§ **TASK TO COMPLETE**
Give back the full data, unchanged and complete.

*** SUPPLIED RECORDS ***

use crate::config::Config;
use crate::packages::JsonPackages;
use anyhow::{Context as _, Result};
use clap::Args;
use colored::Colorize;
use sprig_common::{FsLoader, MemoryHistory};
use sprig_compiler::{create_compiler, DirectiveRegistry, FilterRegistry, Services, View, ViewOptions};
use sprig_reactive::Value;
use std::fs;
use std::path::{Path, PathBuf};
use std::rc::Rc;
use tracing::info;

#[derive(Args, Debug)]
pub struct RenderArgs {
    /// Template URL, relative to the template directory
    pub template: String,

    /// JSON file with the view's data
    #[arg(short, long)]
    pub data: Option<PathBuf>,

    /// Location the router starts at (overrides config)
    #[arg(short, long)]
    pub location: Option<String>,

    /// Debounce for `:model` and `:lazy`, in milliseconds (overrides config)
    #[arg(long)]
    pub debounce: Option<f64>,

    /// Advance the virtual clock after loading, in milliseconds
    #[arg(long, default_value = "0")]
    pub settle: f64,

    /// Print a JSON snapshot of the DOM instead of markup
    #[arg(long)]
    pub json: bool,
}

pub fn render(args: RenderArgs, config: &Config, cwd: &Path) -> Result<()> {
    let runtime = tokio::runtime::Builder::new_current_thread()
        .enable_all()
        .build()?;
    let output = runtime.block_on(render_view(&args, config, cwd))?;
    println!("{}", output);
    Ok(())
}

async fn render_view(args: &RenderArgs, config: &Config, cwd: &Path) -> Result<String> {
    let data = match &args.data {
        Some(path) => {
            let path = cwd.join(path);
            let text = fs::read_to_string(&path).with_context(|| format!("Cannot read {}", path.display()))?;
            let json: serde_json::Value =
                serde_json::from_str(&text).with_context(|| format!("Invalid JSON in {}", path.display()))?;
            Value::from_json(&json)
        }
        None => Value::from(serde_json::json!({})),
    };

    let template_dir = config.template_dir(cwd);
    let location = args.location.clone().unwrap_or_else(|| config.location.clone());
    let loader = Rc::new(FsLoader::new(&template_dir));
    let services = Services::memory()
        .with_loader(loader.clone())
        .with_packages(Rc::new(JsonPackages::new(loader)))
        .with_navigator(Rc::new(MemoryHistory::new(location)));

    let compiler = create_compiler(DirectiveRegistry::new(), FilterRegistry::new());
    let view = View::new(compiler, services, ViewOptions::url(&args.template).with_data(data));
    view.context()
        .set_debounce_ms(args.debounce.unwrap_or(config.debounce));

    info!(template = %args.template, dir = %template_dir.display(), "rendering");
    if let Err(err) = view.load().await {
        eprintln!("{} {}", "Render failed:".red().bold(), err);
        return Err(err.into());
    }
    if args.settle > 0.0 {
        view.advance(args.settle);
        view.settle().await?;
    }

    match view.root() {
        Some(root) if args.json => Ok(serde_json::to_string_pretty(&view.document().snapshot(root))?),
        _ => Ok(view.html()),
    }
}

*** End of SUPPLIED RECORDS ***

§ **REPLY**
use crate::config::Config;
use crate::packages::JsonPackages;
use anyhow::{Context as _, Result};
use clap::Args;
use colored::Colorize;
use sprig_common::{FsLoader, MemoryHistory};
use sprig_compiler::{create_compiler, DirectiveRegistry, FilterRegistry, Services, View, ViewOptions};
use sprig_reactive::Value;
use std::fs;
use std::path::{Path, PathBuf};
use std::rc::Rc;
use tracing::info;

#[derive(Args, Debug)]
pub struct RenderArgs {
    /// Template URL, relative to the template directory
    pub template: String,

    /// JSON file with the view's data
    #[arg(short, long)]
    pub data: Option<PathBuf>,

    /// Location the router starts at (overrides config)
    #[arg(short, long)]
    pub location: Option<String>,

    /// Debounce for `:model` and `:lazy`, in milliseconds (overrides config)
    #[arg(long)]
    pub debounce: Option<f64>,

    /// Advance the virtual clock after loading, in milliseconds
    #[arg(long, default_value = "0")]
    pub settle: f64,

    /// Print a JSON snapshot of the DOM instead of markup
    #[arg(long)]
    pub json: bool,
}

pub fn render(args: RenderArgs, config: &Config, cwd: &Path) -> Result<()> {
    let runtime = tokio::runtime::Builder::new_current_thread()
        .enable_all()
        .build()?;
    let output = runtime.block_on(render_view(&args, config, cwd))?;
    println!("{}", output);
    Ok(())
}

async fn render_view(args: &RenderArgs, config: &Config, cwd: &Path) -> Result<String> {
    let data = match &args.data {
        Some(path) => {
            let path = cwd.join(path);
            let text = fs::read_to_string(&path).with_context(|| format!("Cannot read {}", path.display()))?;
            let json: serde_json::Value =
                serde_json::from_str(&text).with_context(|| format!("Invalid JSON in {}", path.display()))?;
            Value::from_json(&json)
        }
        None => Value::from(serde_json::json!({})),
    };

    let template_dir = config.template_dir(cwd);
    let location = args.location.clone().unwrap_or_else(|| config.location.clone());
    let loader = Rc::new(FsLoader::new(&template_dir));
    let services = Services::memory()
        .with_loader(loader.clone())
        .with_packages(Rc::new(JsonPackages::new(loader)))
        .with_navigator(Rc::new(MemoryHistory::new(location)));

    let compiler = create_compiler(DirectiveRegistry::new(), FilterRegistry::new());
    let view = View::new(compiler, services, ViewOptions::url(&args.template).with_data(data));
    view.context()
        .set_debounce_ms(args.debounce.unwrap_or(config.debounce));

    info!(template = %args.template, dir = %template_dir.display(), "rendering");
    if let Err(err) = view.load().await {
        eprintln!("{} {}", "Render failed:".red().bold(), err);
        return Err(err.into());
    }
    if args.settle > 0.0 {
        view.advance(args.settle);
        view.settle().await?;
    }

    match view.root() {
        Some(root) if args.json => Ok(serde_json::to_string_pretty(&view.document().snapshot(root))?),
        _ => Ok(view.html()),
    }
}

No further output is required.